> **Stored items**
= = = = = = =

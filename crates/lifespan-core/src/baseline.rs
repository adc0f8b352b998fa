//! Baseline life expectancy by country and gender.
//!
//! The table is a `static` and never mutated, so it can be read from any
//! number of threads without synchronisation.

use lifespan_model::{Country, Gender};

/// Baseline years for one country, one value per gender.
#[derive(Debug, Clone, Copy, PartialEq)]
pub struct CountryBaseline {
    pub country: Country,
    pub male: f64,
    pub female: f64,
    pub unspecified: f64,
}

impl CountryBaseline {
    pub fn for_gender(&self, gender: Gender) -> f64 {
        match gender {
            Gender::Male => self.male,
            Gender::Female => self.female,
            Gender::Unspecified => self.unspecified,
        }
    }
}

const GLOBAL: CountryBaseline = CountryBaseline {
    country: Country::Global,
    male: 71.0,
    female: 75.6,
    unspecified: 73.3,
};

/// Baselines in years. Every country defines all three genders.
pub static BASELINE_TABLE: [CountryBaseline; 6] = [
    GLOBAL,
    CountryBaseline {
        country: Country::Usa,
        male: 73.2,
        female: 79.1,
        unspecified: 76.2,
    },
    CountryBaseline {
        country: Country::Uk,
        male: 79.0,
        female: 82.9,
        unspecified: 81.0,
    },
    CountryBaseline {
        country: Country::India,
        male: 67.5,
        female: 70.7,
        unspecified: 69.1,
    },
    CountryBaseline {
        country: Country::Japan,
        male: 81.5,
        female: 87.6,
        unspecified: 84.5,
    },
    CountryBaseline {
        country: Country::Nigeria,
        male: 53.5,
        female: 55.2,
        unspecified: 54.4,
    },
];

/// Returns the row for `country`, falling back to the global row.
pub fn country_baseline(country: Country) -> &'static CountryBaseline {
    BASELINE_TABLE
        .iter()
        .find(|row| row.country == country)
        .unwrap_or(&GLOBAL)
}

/// Baseline life expectancy in years for a country and gender.
pub fn baseline_years(country: Country, gender: Gender) -> f64 {
    country_baseline(country).for_gender(gender)
}

#[cfg(test)]
mod tests {
    use super::*;

    #[test]
    fn every_country_has_a_row() {
        for country in Country::ALL {
            assert_eq!(country_baseline(country).country, country);
        }
        assert_eq!(BASELINE_TABLE.len(), Country::ALL.len());
    }

    #[test]
    fn lookups_match_table() {
        assert_eq!(baseline_years(Country::Usa, Gender::Male), 73.2);
        assert_eq!(baseline_years(Country::Japan, Gender::Female), 87.6);
        assert_eq!(baseline_years(Country::Nigeria, Gender::Unspecified), 54.4);
        assert_eq!(baseline_years(Country::Global, Gender::Unspecified), 73.3);
    }

    #[test]
    fn unspecified_lies_between_male_and_female() {
        for row in &BASELINE_TABLE {
            assert!(row.male <= row.unspecified && row.unspecified <= row.female);
        }
    }
}
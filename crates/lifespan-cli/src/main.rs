//! Life expectancy estimator CLI.

use clap::{ColorChoice, Parser};
use lifespan_cli::logging::{LogConfig, LogFormat, init_logging};
use lifespan_cli::summary::print_summary;
use std::io::{self, IsTerminal};
use tracing::level_filters::LevelFilter;

mod cli;
mod commands;

use crate::cli::{Cli, Command, LogFormatArg, LogLevelArg};
use crate::commands::{print_json, run_countries, run_predict, run_serve};

fn main() {
    let cli = Cli::parse();
    cli.color.write_global();
    let log_config = log_config_from_cli(&cli);
    if let Err(error) = init_logging(&log_config) {
        eprintln!("error: failed to initialize logging: {error}");
        std::process::exit(1);
    }
    let exit_code = match cli.command {
        Command::Serve(args) => match run_serve(&args) {
            Ok(()) => 0,
            Err(error) => {
                eprintln!("error: {error:#}");
                1
            }
        },
        Command::Predict(args) => match run_predict(&args) {
            Ok(result) if args.json => match print_json(&result) {
                Ok(()) => 0,
                Err(error) => {
                    eprintln!("error: {error:#}");
                    1
                }
            },
            Ok(result) => {
                print_summary(&result);
                0
            }
            Err(error) => {
                eprintln!("error: {error}");
                1
            }
        },
        Command::Countries => match run_countries() {
            Ok(()) => 0,
            Err(error) => {
                eprintln!("error: {error}");
                1
            }
        },
    };
    std::process::exit(exit_code);
}

/// Build logging configuration from CLI flags with consistent precedence.
fn log_config_from_cli(cli: &Cli) -> LogConfig {
    let level_filter = match cli.log_level {
        Some(LogLevelArg::Error) => LevelFilter::ERROR,
        Some(LogLevelArg::Warn) => LevelFilter::WARN,
        Some(LogLevelArg::Info) => LevelFilter::INFO,
        Some(LogLevelArg::Debug) => LevelFilter::DEBUG,
        Some(LogLevelArg::Trace) => LevelFilter::TRACE,
        None => cli.verbosity.tracing_level_filter(),
    };
    let format = match cli.log_format {
        LogFormatArg::Pretty => LogFormat::Pretty,
        LogFormatArg::Compact => LogFormat::Compact,
        LogFormatArg::Json => LogFormat::Json,
    };
    let with_ansi = match cli.color.color {
        ColorChoice::Always => true,
        ColorChoice::Never => false,
        ColorChoice::Auto => cli.log_file.is_none() && io::stderr().is_terminal(),
    };
    let mut config = LogConfig::default()
        .with_level(level_filter)
        .with_format(format)
        .with_log_file(cli.log_file.clone())
        .with_log_data(cli.log_data)
        .with_ansi(with_ansi);
    config.use_env_filter = !(cli.verbosity.is_present() || cli.log_level.is_some());
    config
}
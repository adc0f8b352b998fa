//! Numeric presentation helpers.

/// Round `value` half away from zero to `places` decimal places.
pub fn round_to(value: f64, places: i32) -> f64 {
    let factor = 10f64.powi(places);
    (value * factor).round() / factor
}
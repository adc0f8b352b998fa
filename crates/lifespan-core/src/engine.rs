//! Estimation engine.
//!
//! `estimate` is a total function over [`NormalizedRequest`]: baseline
//! lookup, rule evaluation, summation, clamping. It has no error cases.

use lifespan_model::{Adjustments, NormalizedRequest};
use tracing::trace;

use crate::baseline::baseline_years;
use crate::rules::RULES;

pub const MIN_LIFESPAN_YEARS: f64 = 40.0;
pub const MAX_LIFESPAN_YEARS: f64 = 100.0;
pub const CONFIDENCE_SEED: i32 = 70;
pub const MIN_CONFIDENCE: i32 = 50;
pub const MAX_CONFIDENCE: i32 = 90;

/// Engine output before presentation rounding.
#[derive(Debug, Clone, PartialEq)]
pub struct Estimate {
    /// Baseline for the request's country and gender.
    pub baseline_years: f64,
    /// Clamped to `[MIN_LIFESPAN_YEARS, MAX_LIFESPAN_YEARS]`.
    pub lifespan_years: f64,
    /// Unrounded deltas in rule order.
    pub adjustments: Adjustments,
    /// Clamped to `[MIN_CONFIDENCE, MAX_CONFIDENCE]`.
    pub confidence: u8,
}

/// Estimate lifespan for a normalized request.
pub fn estimate(request: &NormalizedRequest) -> Estimate {
    let base = baseline_years(request.country, request.gender);
    let mut adjustments = Adjustments::new();
    let mut confidence = CONFIDENCE_SEED;

    for rule in &RULES {
        if let Some(outcome) = (rule.apply)(request) {
            trace!(
                rule = rule.name,
                factor = %outcome.factor,
                years = outcome.years,
                confidence_delta = outcome.confidence_delta,
                "adjustment applied"
            );
            adjustments.push(outcome.factor, outcome.years);
            confidence += outcome.confidence_delta;
        }
    }

    let lifespan_years = (base + adjustments.total()).clamp(MIN_LIFESPAN_YEARS, MAX_LIFESPAN_YEARS);
    let confidence = confidence.clamp(MIN_CONFIDENCE, MAX_CONFIDENCE);

    Estimate {
        baseline_years: base,
        lifespan_years,
        adjustments,
        // Clamped into 50..=90 above.
        confidence: u8::try_from(confidence).unwrap_or(u8::MAX),
    }
}

#[cfg(test)]
mod tests {
    use super::*;
    use chrono::NaiveDate;
    use lifespan_model::{Country, Factor, Gender, StressLevel};

    fn request() -> NormalizedRequest {
        NormalizedRequest {
            full_name: None,
            birth_date: NaiveDate::from_ymd_opt(1990, 1, 1).unwrap(),
            gender: Gender::Male,
            is_smoker: false,
            height_cm: Some(180.0),
            weight_kg: Some(75.0),
            bmi: Some(23.1),
            weekly_exercise_mins: 200,
            stress_level: StressLevel::new(2).unwrap(),
            country: Country::Usa,
        }
    }

    #[test]
    fn reference_scenario() {
        let estimate = estimate(&request());
        assert_eq!(estimate.baseline_years, 73.2);
        assert!((estimate.lifespan_years - 76.2).abs() < 1e-9);
        assert_eq!(estimate.confidence, 75);

        let factors: Vec<_> = estimate.adjustments.iter().map(|a| (a.factor, a.years)).collect();
        assert_eq!(
            factors,
            vec![
                (Factor::NonSmokerBonus, 1.5),
                (Factor::Exercise, 1.5),
                (Factor::Stress, -1.0),
                (Factor::Bmi, 1.0),
            ]
        );
    }

    #[test]
    fn lifespan_is_clamped_low() {
        let worst = NormalizedRequest {
            country: Country::Nigeria,
            is_smoker: true,
            bmi: Some(40.0),
            weekly_exercise_mins: 0,
            stress_level: StressLevel::new(5).unwrap(),
            ..request()
        };
        // 53.5 - 7 - 3 - 6 = 37.5
        let estimate = estimate(&worst);
        assert_eq!(estimate.lifespan_years, MIN_LIFESPAN_YEARS);
        assert_eq!(estimate.confidence, 68);
    }

    #[test]
    fn unspecified_gender_adds_penalty() {
        let unspecified = NormalizedRequest {
            gender: Gender::Unspecified,
            ..request()
        };
        let estimate = estimate(&unspecified);
        assert_eq!(estimate.baseline_years, 76.2);
        assert_eq!(estimate.adjustments.get(Factor::GenderUnspecified), Some(-0.3));
    }

    #[test]
    fn minimal_confidence_profile() {
        let sparse = NormalizedRequest {
            is_smoker: true,
            bmi: None,
            weekly_exercise_mins: 0,
            ..request()
        };
        assert_eq!(estimate(&sparse).confidence, 65);
    }
}
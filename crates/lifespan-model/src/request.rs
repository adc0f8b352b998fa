//! Prediction request types.

use chrono::NaiveDate;
use serde::{Deserialize, Serialize};

use crate::enums::{Country, Gender};

/// Raw request as supplied by a caller.
///
/// Everything except `birth_date` may be omitted or `null`. Integer fields
/// are signed so that negative input reaches validation and is reported as
/// out of range instead of failing to decode.
#[derive(Debug, Clone, Default, PartialEq, Serialize, Deserialize)]
pub struct PredictionRequest {
    #[serde(default)]
    pub full_name: Option<String>,
    /// ISO date string `YYYY-MM-DD`.
    pub birth_date: String,
    /// `male`, `female` or `unspecified`, any case.
    #[serde(default)]
    pub gender: Option<String>,
    #[serde(default)]
    pub is_smoker: Option<bool>,
    #[serde(default)]
    pub height_cm: Option<f64>,
    #[serde(default)]
    pub weight_kg: Option<f64>,
    #[serde(default)]
    pub weekly_exercise_mins: Option<i64>,
    /// 1 (calm) to 5 (severe).
    #[serde(default)]
    pub stress_level: Option<i64>,
    #[serde(default)]
    pub country: Option<String>,
}

impl PredictionRequest {
    /// Create a request with only the mandatory birth date set.
    pub fn new(birth_date: impl Into<String>) -> Self {
        Self {
            birth_date: birth_date.into(),
            ..Self::default()
        }
    }
}

/// Stress level in the closed range 1..=5.
#[derive(Debug, Clone, Copy, PartialEq, Eq, PartialOrd, Ord, Hash)]
pub struct StressLevel(u8);

impl StressLevel {
    pub const MIN: u8 = 1;
    pub const MAX: u8 = 5;

    /// Returns `None` if `level` is outside 1..=5.
    pub fn new(level: u8) -> Option<Self> {
        (Self::MIN..=Self::MAX).contains(&level).then_some(Self(level))
    }

    pub fn get(self) -> u8 {
        self.0
    }
}

impl Default for StressLevel {
    fn default() -> Self {
        Self(3)
    }
}

/// A validated request with every field defaulted and categorical values
/// resolved. The estimation engine is total over this type.
#[derive(Debug, Clone, PartialEq)]
pub struct NormalizedRequest {
    pub full_name: Option<String>,
    pub birth_date: NaiveDate,
    pub gender: Gender,
    pub is_smoker: bool,
    pub height_cm: Option<f64>,
    pub weight_kg: Option<f64>,
    /// Body-mass index rounded to one decimal, when computable.
    pub bmi: Option<f64>,
    pub weekly_exercise_mins: u32,
    pub stress_level: StressLevel,
    pub country: Country,
}
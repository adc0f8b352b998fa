//! Logging infrastructure using `tracing` and `tracing-subscriber`.
//!
//! # Log Levels
//!
//! - `error`: startup failures
//! - `warn`: rejected prediction requests
//! - `info`: server lifecycle, served predictions
//! - `debug`: estimate details (baseline, factor count)
//! - `trace`: individual adjustment rules
//!
//! Names and birth dates are personal data. They are only logged when
//! `--log-data` is set; otherwise [`redact_value`] substitutes a token.
//!
//! # Usage
//!
//! ```ignore
//! use lifespan_cli::logging::{init_logging, LogConfig};
//!
//! let config = LogConfig::from_verbosity(1);
//! init_logging(&config).expect("init logging");
//! ```

use std::fs::OpenOptions;
use std::io::{self, Write};
use std::path::PathBuf;
use std::sync::atomic::{AtomicBool, Ordering};
use std::sync::{Arc, Mutex};
use tracing::level_filters::LevelFilter;
use tracing_subscriber::{
    EnvFilter,
    fmt::{self, MakeWriter},
    layer::SubscriberExt,
    util::SubscriberInitExt,
};

static LOG_DATA_ENABLED: AtomicBool = AtomicBool::new(false);

/// Placeholder used when personal data logging is disabled.
pub const REDACTED_VALUE: &str = "[REDACTED]";

/// Crates whose level follows the configured filter.
const WORKSPACE_TARGETS: [&str; 5] = [
    "lifespan_cli",
    "lifespan_core",
    "lifespan_model",
    "lifespan_normalization",
    "lifespan_server",
];

/// Returns true if personal data logging is explicitly enabled.
pub fn log_data_enabled() -> bool {
    LOG_DATA_ENABLED.load(Ordering::Relaxed)
}

/// Returns the input value when personal data logging is enabled, otherwise
/// a redacted token.
pub fn redact_value(value: &str) -> &str {
    if log_data_enabled() {
        value
    } else {
        REDACTED_VALUE
    }
}

/// Configuration for logging behavior.
#[derive(Debug, Clone)]
pub struct LogConfig {
    /// Level for workspace crates.
    pub level_filter: LevelFilter,
    /// Let `RUST_LOG` override `level_filter`.
    pub use_env_filter: bool,
    pub with_timestamps: bool,
    /// Include the module path.
    pub with_target: bool,
    /// Emit span close events (JSON only).
    pub with_spans: bool,
    pub with_ansi: bool,
    pub format: LogFormat,
    /// When set, logs are appended to this file instead of stderr.
    pub log_file: Option<PathBuf>,
    /// Whether names and birth dates may be logged.
    pub log_data: bool,
}

/// Log output format.
#[derive(Debug, Clone, Copy, Default, PartialEq, Eq)]
pub enum LogFormat {
    /// Human-readable pretty format with colors.
    #[default]
    Pretty,
    /// Compact single-line format.
    Compact,
    /// JSON format for machine parsing.
    Json,
}

impl Default for LogConfig {
    fn default() -> Self {
        Self {
            level_filter: LevelFilter::INFO,
            use_env_filter: true,
            with_timestamps: true,
            with_target: false,
            with_spans: true,
            with_ansi: true,
            format: LogFormat::default(),
            log_file: None,
            log_data: false,
        }
    }
}

impl LogConfig {
    /// Create a `LogConfig` from a verbosity count.
    ///
    /// - 0: info
    /// - 1 (`-v`): debug
    /// - 2+ (`-vv`): trace
    #[must_use]
    pub fn from_verbosity(verbosity: u8) -> Self {
        let level_filter = match verbosity {
            0 => LevelFilter::INFO,
            1 => LevelFilter::DEBUG,
            _ => LevelFilter::TRACE,
        };
        Self {
            level_filter,
            ..Default::default()
        }
    }

    #[must_use]
    pub fn with_level(mut self, level_filter: LevelFilter) -> Self {
        self.level_filter = level_filter;
        self
    }

    #[must_use]
    pub fn with_format(mut self, format: LogFormat) -> Self {
        self.format = format;
        self
    }

    #[must_use]
    pub fn with_ansi(mut self, enable: bool) -> Self {
        self.with_ansi = enable;
        self
    }

    /// Set the log file path (writes to stderr when None).
    #[must_use]
    pub fn with_log_file(mut self, path: Option<PathBuf>) -> Self {
        self.log_file = path;
        self
    }

    #[must_use]
    pub fn with_log_data(mut self, enable: bool) -> Self {
        self.log_data = enable;
        self
    }
}

/// Initialize the global tracing subscriber with the given configuration.
///
/// Call once at startup.
///
/// # Errors
///
/// Returns an error if the log file cannot be opened.
///
/// # Panics
///
/// Panics if a global subscriber is already installed.
pub fn init_logging(config: &LogConfig) -> io::Result<()> {
    if let Some(path) = &config.log_file {
        let file = OpenOptions::new().create(true).append(true).open(path)?;
        init_logging_with_writer(config, SharedFileWriter::new(file));
    } else {
        init_logging_with_writer(config, io::stderr);
    }
    Ok(())
}

/// Initialize logging with a custom writer.
pub fn init_logging_with_writer<W>(config: &LogConfig, writer: W)
where
    W: for<'writer> MakeWriter<'writer> + Send + Sync + 'static,
{
    LOG_DATA_ENABLED.store(config.log_data, Ordering::Release);
    let filter = build_env_filter(config);

    match config.format {
        LogFormat::Json => {
            let layer = fmt::layer()
                .json()
                .with_writer(writer)
                .with_target(config.with_target)
                .with_span_events(if config.with_spans {
                    fmt::format::FmtSpan::CLOSE
                } else {
                    fmt::format::FmtSpan::NONE
                });

            tracing_subscriber::registry()
                .with(filter)
                .with(layer)
                .init();
        }
        LogFormat::Compact => {
            let layer = fmt::layer()
                .compact()
                .with_writer(writer)
                .with_ansi(config.with_ansi)
                .with_target(config.with_target);

            if config.with_timestamps {
                tracing_subscriber::registry()
                    .with(filter)
                    .with(layer)
                    .init();
            } else {
                tracing_subscriber::registry()
                    .with(filter)
                    .with(layer.without_time())
                    .init();
            }
        }
        LogFormat::Pretty => {
            let layer = fmt::layer()
                .with_writer(writer)
                .with_ansi(config.with_ansi)
                .with_target(config.with_target);

            if config.with_timestamps {
                tracing_subscriber::registry()
                    .with(filter)
                    .with(layer)
                    .init();
            } else {
                tracing_subscriber::registry()
                    .with(filter)
                    .with(layer.without_time())
                    .init();
            }
        }
    }
}

#[derive(Clone)]
struct SharedFileWriter {
    file: Arc<Mutex<std::fs::File>>,
}

impl SharedFileWriter {
    fn new(file: std::fs::File) -> Self {
        Self {
            file: Arc::new(Mutex::new(file)),
        }
    }
}

struct SharedFileGuard {
    file: Arc<Mutex<std::fs::File>>,
}

impl Write for SharedFileGuard {
    fn write(&mut self, buf: &[u8]) -> io::Result<usize> {
        let mut guard = self
            .file
            .lock()
            .map_err(|_| io::Error::other("log file lock poisoned"))?;
        guard.write(buf)
    }

    fn flush(&mut self) -> io::Result<()> {
        let mut guard = self
            .file
            .lock()
            .map_err(|_| io::Error::other("log file lock poisoned"))?;
        guard.flush()
    }
}

impl<'a> MakeWriter<'a> for SharedFileWriter {
    type Writer = SharedFileGuard;

    fn make_writer(&'a self) -> Self::Writer {
        SharedFileGuard {
            file: Arc::clone(&self.file),
        }
    }
}

/// Filter directives for the configured level: workspace crates at that
/// level, HTTP request traces one step quieter, everything else at warn.
pub fn filter_directives(level_filter: LevelFilter) -> String {
    let level = level_filter.to_string().to_lowercase();
    let mut directives = vec![format!("{}", LevelFilter::WARN.min(level_filter))];
    directives.extend(
        WORKSPACE_TARGETS
            .iter()
            .map(|target| format!("{target}={level}")),
    );
    let http_level = if level_filter >= LevelFilter::DEBUG {
        level
    } else {
        "warn".to_string()
    };
    directives.push(format!("tower_http={http_level}"));
    directives.join(",").to_lowercase()
}

/// Build an `EnvFilter`, letting `RUST_LOG` win when allowed.
fn build_env_filter(config: &LogConfig) -> EnvFilter {
    let fallback = || EnvFilter::new(filter_directives(config.level_filter));
    if config.use_env_filter {
        EnvFilter::try_from_default_env().unwrap_or_else(|_| fallback())
    } else {
        fallback()
    }
}

#[cfg(test)]
mod tests {
    use super::*;

    #[test]
    fn verbosity_maps_to_levels() {
        assert_eq!(LogConfig::from_verbosity(0).level_filter, LevelFilter::INFO);
        assert_eq!(LogConfig::from_verbosity(1).level_filter, LevelFilter::DEBUG);
        assert_eq!(LogConfig::from_verbosity(5).level_filter, LevelFilter::TRACE);
    }

    #[test]
    fn directives_cover_workspace_crates() {
        let directives = filter_directives(LevelFilter::DEBUG);
        assert_eq!(
            directives,
            "warn,lifespan_cli=debug,lifespan_core=debug,lifespan_model=debug,\
             lifespan_normalization=debug,lifespan_server=debug,tower_http=debug"
        );
    }

    #[test]
    fn http_traces_stay_quiet_at_info() {
        let directives = filter_directives(LevelFilter::INFO);
        assert!(directives.starts_with("warn,"));
        assert!(directives.ends_with("tower_http=warn"));
    }

    #[test]
    fn errors_only_silences_everything_else() {
        let directives = filter_directives(LevelFilter::ERROR);
        assert!(directives.starts_with("error,"));
        assert!(directives.contains("lifespan_core=error"));
    }

    #[test]
    fn personal_data_is_redacted_unless_enabled() {
        LOG_DATA_ENABLED.store(false, Ordering::Release);
        assert_eq!(redact_value("Ada Lovelace"), REDACTED_VALUE);

        LOG_DATA_ENABLED.store(true, Ordering::Release);
        assert_eq!(redact_value("Ada Lovelace"), "Ada Lovelace");

        LOG_DATA_ENABLED.store(false, Ordering::Release);
        assert!(!log_data_enabled());
    }

    #[test]
    fn builders_set_fields() {
        let config = LogConfig::default()
            .with_level(LevelFilter::WARN)
            .with_format(LogFormat::Json)
            .with_log_file(Some(PathBuf::from("lifespan.log")))
            .with_log_data(true)
            .with_ansi(false);
        assert_eq!(config.level_filter, LevelFilter::WARN);
        assert_eq!(config.format, LogFormat::Json);
        assert_eq!(config.log_file, Some(PathBuf::from("lifespan.log")));
        assert!(config.log_data);
        assert!(!config.with_ansi);
    }
}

= = = = = = =

> **What you need to do**
Where in the records does the string "static" appear? Copy every line that has it.

> **Answer section**
//! The table is a `static` and never mutated, so it can be read from any
pub static BASELINE_TABLE: [CountryBaseline; 6] = [
pub fn country_baseline(country: Country) -> &'static CountryBaseline {
static LOG_DATA_ENABLED: AtomicBool = AtomicBool::new(false);
    W: for<'writer> MakeWriter<'writer> + Send + Sync + 'static,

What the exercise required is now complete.